Войдя ко мне, мать сказала, что пришли торговцы из деревни и что они хотят лично воздать мне почести за уничтожение волков.

– Пусть убираются к черту, – ответил я.

– Нет, ты обязан спуститься к ним, – настаивала она. – Они принесли тебе подарки. А теперь иди и исполни свой долг.

Все это было мне совсем не по душе.

В большом зале я увидел богатых деревенских торговцев. Всех их я очень хорошо знал, и все они были одеты подобающим случаю образом.

Однако среди них был весьма странный человек, которого я узнал не сразу.

Он был примерно моих лет, очень высок, однако, едва встретившись с ним взглядом, я тут же вспомнил, кто он. Николá де Ленфен, старший сын торговца тканями, посланный отцом на учебу в Париж.

Вид его произвел на меня впечатление.

На нем был розовый с золотом парчовый костюм и туфли с золотыми каблуками, а воротник его украшали несколько слоев итальянских кружев. Только волосы его остались прежними – такими же темными и вьющимися. Они были собраны назад и перетянуты широкой шелковой лентой, но, несмотря на это, придавали ему тот же, что и раньше, мальчишеский вид.

Выглядел он именно так, как требовала того парижская мода. Эта мода благодаря почте довольно быстро доходила даже до такой провинции, как наша.

Я же встретил гостей в далеко не новой шерстяной одежде и изношенных кожаных сапогах, а кружева на моей рубашке давно пожелтели и были штопаны-перештопаны.
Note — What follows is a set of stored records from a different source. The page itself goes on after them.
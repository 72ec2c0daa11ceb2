use crate::error::{IterationError, IterationResult};
use serde::{Deserialize, Serialize};
use std::path::Path;

/// Settings shared by every iteration an `IterationBuilder` constructs.
#[derive(Debug, Clone, PartialEq, Eq, Serialize, Deserialize)]
#[serde(default)]
pub struct IterationConfig {
    /// Build rebuilt ensembles in training mode when training.
    pub replicate_ensemble_in_training: bool,
    /// Steps each candidate trains for; `None` trains until stopped externally.
    pub max_iteration_steps: Option<u64>,
    /// Batch size used to tile the best candidate index for eval metrics
    /// when the model params carry none.
    pub batch_size: usize,
}

impl Default for IterationConfig {
    fn default() -> Self {
        Self { replicate_ensemble_in_training: false, max_iteration_steps: None, batch_size: 1 }
    }
}

impl IterationConfig {
    pub fn from_toml_str(contents: &str) -> IterationResult<Self> {
        let config: Self = toml::from_str(contents)?;
        config.validate()?;
        Ok(config)
    }

    /// Loads a TOML file whose top-level keys are `IterationConfig` fields.
    pub fn load(path: &Path) -> IterationResult<Self> {
        let contents = std::fs::read_to_string(path)?;
        Self::from_toml_str(&contents)
    }

    pub fn validate(&self) -> IterationResult<()> {
        if self.batch_size == 0 {
            return Err(IterationError::InvalidConfig("batch_size must be >= 1".to_string()));
        }
        if self.max_iteration_steps == Some(0) {
            return Err(IterationError::InvalidConfig("max_iteration_steps must be >= 1".to_string()));
        }
        Ok(())
    }
}

#[cfg(test)]
mod tests {
    use super::*;

    #[test]
    fn test_defaults_from_empty_toml() {
        let config = IterationConfig::from_toml_str("").unwrap();
        assert_eq!(config, IterationConfig::default());
    }

    #[test]
    fn test_parse_all_fields() {
        let config = IterationConfig::from_toml_str(
            "replicate_ensemble_in_training = true\nmax_iteration_steps = 100\nbatch_size = 32\n",
        )
        .unwrap();
        assert!(config.replicate_ensemble_in_training);
        assert_eq!(config.max_iteration_steps, Some(100));
        assert_eq!(config.batch_size, 32);
    }

    #[test]
    fn test_validate_rejects_zero_values() {
        assert!(IterationConfig::from_toml_str("batch_size = 0").is_err());
        assert!(IterationConfig::from_toml_str("max_iteration_steps = 0").is_err());
    }

    #[test]
    fn test_load_from_file() {
        let temp = tempfile::TempDir::new().unwrap();
        let path = temp.path().join("iteration.toml");
        std::fs::write(&path, "max_iteration_steps = 7\n").unwrap();
        assert_eq!(IterationConfig::load(&path).unwrap().max_iteration_steps, Some(7));
    }
}
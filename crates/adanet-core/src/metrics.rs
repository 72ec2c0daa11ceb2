//! Streaming evaluation metrics.

use crate::error::{IterationError, IterationResult};
use crate::graph::{Expr, Op};
use crate::tensor::DType;
use crate::variables::{FloatVariable, VariableStore};
use std::collections::BTreeMap;

/// A metric's current value paired with the op that folds in one more batch.
#[derive(Debug, Clone)]
pub struct MetricOp {
    pub value: Expr,
    pub update: Op,
}

/// Metric ops keyed by metric name.
pub type MetricOps = BTreeMap<String, MetricOp>;

/// Running total and count backing a streaming mean.
#[derive(Debug, Clone)]
pub struct MeanAccumulator {
    total: FloatVariable,
    count: FloatVariable,
}

impl MeanAccumulator {
    pub(crate) fn update(&self, sum: f64, count: usize) {
        self.total.add(sum);
        #[allow(clippy::cast_precision_loss)]
        self.count.add(count as f64);
    }

    /// Mean of everything seen so far, zero before the first update.
    #[must_use]
    pub fn value(&self) -> f64 {
        let count = self.count.get();
        if count == 0.0 {
            0.0
        } else {
            self.total.get() / count
        }
    }
}

/// Streaming mean of every element of `values` across update passes.
pub fn mean(store: &VariableStore, name: &str, values: &Expr) -> IterationResult<MetricOp> {
    if values.dtype() == DType::Str {
        return Err(IterationError::TypeMismatch(format!("mean of '{name}' needs numeric values")));
    }
    let scope = store.unique_scope(&format!("{name}/mean"));
    let accumulator = MeanAccumulator {
        total: store.float_variable(&format!("{scope}/total"))?,
        count: store.float_variable(&format!("{scope}/count"))?,
    };
    Ok(MetricOp {
        value: Expr::mean(accumulator.clone()),
        update: Op::mean_update(format!("{scope}/update"), accumulator, values.clone()),
    })
}
impl<C, E> IterationBuilder<C, E>
where
    C: CandidateBuilder,
    E: EnsembleBuilder,
{
    pub fn new(
        candidate_builder: C,
        ensemble_builder: E,
        config: IterationConfig,
        store: Arc<VariableStore>,
    ) -> IterationResult<Self> {
        config.validate()?;
        // The candidate builder is what enforces the step budget.
        if config.max_iteration_steps.is_some()
            && candidate_builder.max_iteration_steps() != config.max_iteration_steps
        {
            return Err(IterationError::InvalidConfig(format!(
                "max_iteration_steps is {:?} but the candidate builder trains for {:?} steps",
                config.max_iteration_steps,
                candidate_builder.max_iteration_steps()
            )));
        }
        Ok(Self { candidate_builder, ensemble_builder, config, store })
    }

    #[must_use]
    pub fn store(&self) -> &Arc<VariableStore> {
        &self.store
    }

    #[must_use]
    pub fn ensemble_builder(&self) -> &E {
        &self.ensemble_builder
    }

    /// Builds an iteration that trains one candidate per subnetwork builder
    /// alongside the previous best ensemble, if any.
    ///
    /// Every configuration and type error is returned here, before anything
    /// is executed.
    pub fn build_iteration(&self, request: BuildIteration<'_, E::Builder>) -> IterationResult<Iteration> {
        let BuildIteration {
            iteration_number,
            subnetwork_builders,
            features,
            mode,
            labels,
            previous_ensemble_summary,
            previous_ensemble_spec,
            rebuilding,
            params,
        } = request;

        if rebuilding {
            info!(iteration = iteration_number, %mode, "Rebuilding iteration");
        } else {
            info!(iteration = iteration_number, %mode, "Building iteration");
        }
        if subnetwork_builders.is_empty() {
            return Err(IterationError::NoSubnetworkBuilders);
        }

        let outputs = mode.outputs();
        let training = mode == Mode::Train;
        let ensemble_mode = mode.ensemble_mode(rebuilding, self.config.replicate_ensemble_in_training);
        debug!(iteration = iteration_number, %ensemble_mode, "Selected ensemble mode");

        let iteration_step_var = self.store.counter_variable(&iteration_step_name(iteration_number))?;
        let iteration_step = Expr::read_counter(&iteration_step_var);

        let mut seen_names = HashSet::new();
        let mut candidates: Vec<Candidate> = Vec::new();
        let mut summaries = Vec::new();
        let mut subnetwork_reports = BTreeMap::new();

        if let Some(previous) = previous_ensemble_spec {
            seen_names.insert(previous.name.clone());
            let summary = previous_ensemble_summary
                .unwrap_or_else(|| Arc::new(ScopedSummary::new(Some(previous.name.clone()), true)));
            let candidate =
                self.candidate_builder.build_candidate(previous.clone(), training, &iteration_step, &summary, true)?;
            debug!(candidate = %previous.name, "Added previous best ensemble as candidate");

            if outputs.previous_ensemble_report {
                let metrics = match &previous.eval_metrics {
                    Some(eval_metrics) => eval_metrics.call()?,
                    None => MetricOps::new(),
                };
                let mut report = Report { metrics, ..Report::default() };
                report.metrics.insert(
                    "adanet_loss".to_string(),
                    mean(&self.store, &format!("{}/adanet_loss", previous.name), &previous.adanet_loss)?,
                );
                subnetwork_reports.insert(PREVIOUS_ENSEMBLE_REPORT.to_string(), report);
            }
            candidates.push(candidate);
            summaries.push(summary);
        }

        for subnetwork_builder in subnetwork_builders {
            let builder_name = subnetwork_builder.name();
            if !seen_names.insert(builder_name.to_string()) {
                return Err(IterationError::DuplicateName { name: builder_name.to_string() });
            }
            let ensemble_name = format!("t{iteration_number}_{builder_name}");
            let summary =
                Arc::new(ScopedSummary::new(Some(ensemble_name.clone()), !outputs.summaries || rebuilding));

            let ensemble_spec = self.ensemble_builder.append_new_subnetwork(AppendSubnetwork {
                ensemble_name: &ensemble_name,
                previous_ensemble_spec,
                iteration_number,
                subnetwork_builder: subnetwork_builder.as_ref(),
                summary: &summary,
                features,
                mode: ensemble_mode,
                iteration_step: &iteration_step,
                labels,
                params,
            })?;
            let candidate =
                self.candidate_builder.build_candidate(ensemble_spec, training, &iteration_step, &summary, false)?;
            debug!(candidate = %ensemble_name, builder = %builder_name, "Added candidate");

            if outputs.subnetwork_reports {
                let report = self.subnetwork_report(subnetwork_builder.as_ref(), &candidate.ensemble_spec)?;
                subnetwork_reports.insert(builder_name.to_string(), report);
            }
            candidates.push(candidate);
            summaries.push(summary);
        }

        let best_candidate_index = selection::best_candidate_index(&candidates)?;
        let best_predictions = selection::best_predictions(&candidates, &best_candidate_index)?;
        let best_loss = selection::best_loss(&candidates, &best_candidate_index, mode)?;
        let best_eval_metrics = selection::best_eval_metrics(
            &candidates,
            &best_candidate_index,
            mode,
            params,
            self.config.batch_size,
            &self.store,
        )?;
        let best_export_outputs =
            selection::best_export_outputs(&candidates, &best_candidate_index, mode, &best_predictions)?;

        let is_over_name = is_over_variable_name(iteration_number);
        let is_over_var = self.store.bool_variable(&is_over_name)?;
        let store = self.store.clone();
        let is_over_fn: IsOverFn = Arc::new(move || store.bool_variable(&is_over_name));

        let (training_chief_hooks, training_hooks) = collect_hooks(&candidates);
        let eval_metric_ops = best_eval_metrics.map(|metrics| metrics.evaluate()).transpose()?;
        let train_op = self.create_train_op(&candidates, mode, &iteration_step_var, &is_over_var)?;

        let estimator_spec = EstimatorSpec {
            mode,
            predictions: best_predictions,
            loss: best_loss,
            train_op,
            eval_metric_ops,
            export_outputs: best_export_outputs,
            training_chief_hooks,
            training_hooks,
        };

        Iteration::try_from(IterationParts {
            number: i64::try_from(iteration_number).map_err(|_| IterationError::InvalidIteration {
                field: "number",
                reason: format!("{iteration_number} does not fit in an i64"),
            })?,
            candidates,
            estimator_spec: Some(estimator_spec),
            best_candidate_index: Some(best_candidate_index),
            summaries,
            is_over_fn,
            subnetwork_reports,
            step: Some(iteration_step),
        })
    }

    /// The builder's report, or an empty one, with the candidate's eval
    /// metrics and its adanet loss.
    fn subnetwork_report(
        &self,
        subnetwork_builder: &E::Builder,
        ensemble_spec: &EnsembleSpec,
    ) -> IterationResult<Report> {
        let mut report = subnetwork_builder.build_subnetwork_report().unwrap_or_default();
        if let Some(eval_metrics) = &ensemble_spec.eval_metrics {
            for (metric_name, metric) in eval_metrics.call()? {
                report.metrics.insert(metric_name, metric);
            }
        }
        report.metrics.insert(
            "adanet_loss".to_string(),
            mean(&self.store, &format!("{}/adanet_loss", ensemble_spec.name), &ensemble_spec.adanet_loss)?,
        );
        Ok(report)
    }

    /// Fuses the candidates' train ops with the completion flag update.
    ///
    /// The global and iteration steps only advance once every candidate op
    /// and the flag update have run.
    fn create_train_op(
        &self,
        candidates: &[Candidate],
        mode: Mode,
        iteration_step: &CounterVariable,
        is_over: &BoolVariable,
    ) -> IterationResult<Op> {
        if !mode.outputs().train_op {
            return Ok(Op::no_op("train_op/no_op"));
        }

        let mut train_ops = Vec::new();
        for candidate in candidates {
            let spec = &candidate.ensemble_spec;
            for train_op_spec in [&spec.subnetwork_train_op, &spec.ensemble_train_op].into_iter().flatten() {
                debug!(candidate = %spec.name, op = %train_op_spec.train_op.name(), "Fusing train op");
                train_ops.push(train_op_spec.train_op.clone());
            }
        }
        train_ops.push(assign_is_over(candidates, is_over)?);

        let increment = Op::increment_steps(
            "train_op/increment_steps",
            vec![self.store.global_step()?, iteration_step.clone()],
        );
        Ok(Op::after("train_op", train_ops, increment))
    }
}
Мы поклонились друг другу, после чего он, как спикер делегации, развернул черную саржу и достал из нее красный бархатный плащ, отделанный мехом. Восхитительная вещь! Когда он взглянул на меня, глаза его сияли. Можно было подумать, что на самом деле сеньором был он, а не я.

– Монсеньор, – почтительно обратился он ко мне, – мы просим вас принять это. На подкладку плаща пошел самый лучший волчий мех, и мы надеемся, что он сослужит вам хорошую службу в зимние холода, когда вы соблаговолите отправиться на охоту.

– И еще вот это, монсеньор, – вступил в разговор его отец, протягивая мне великолепно сшитую пару сапог из черной замши на меху. – Это тоже пригодится вам на охоте.

Меня переполняли эмоции. Эти люди, обладавшие таким богатством, о котором я мог только мечтать, от чистого сердца преподносили мне чудесные дары и оказывали почести как аристократу.

Я принял плащ и сапоги и поблагодарил дарителей так бурно и искренне, как не благодарил еще никого в своей жизни.

– Ну уж теперь-то он станет совершенно невыносимым, – услышал я за спиной шепот моего брата Августина.

Кровь прилила к моему лицу. Я был вне себя оттого, что он посмел произнести эти слова в присутствии такого большого количества людей. Но, взглянув на Никола де Ленфена, я увидел на его лице симпатию и нежность.

– Меня тоже считают невыносимым, монсеньор, – шепнул он мне, когда мы поцеловались на прощание. – Позвольте мне когда-нибудь навестить вас, чтобы побеседовать и услышать рассказ о том, как вам удалось уничтожить волков. Только невыносимые люди способны совершить невозможное.

Еще никто из торговцев не осмеливался так разговаривать со мной. Мы снова на миг превратились в маленьких мальчиков, и я громко рассмеялся ему в ответ. Отец Никола пришел в замешательство. Даже мои братья перестали перешептываться между собой. Один только Никола де Ленфен продолжал улыбаться с поистине парижским хладнокровием.


Как только все ушли, я взял красный бархатный плащ и замшевые сапоги и направился в комнату матери.

Она, как всегда, читала, одновременно медленными движениями расчесывая волосы. В просачивавшемся сквозь окно бледном солнечном свете я впервые заметил в них седину. Я пересказал ей слова Никола де Ленфена.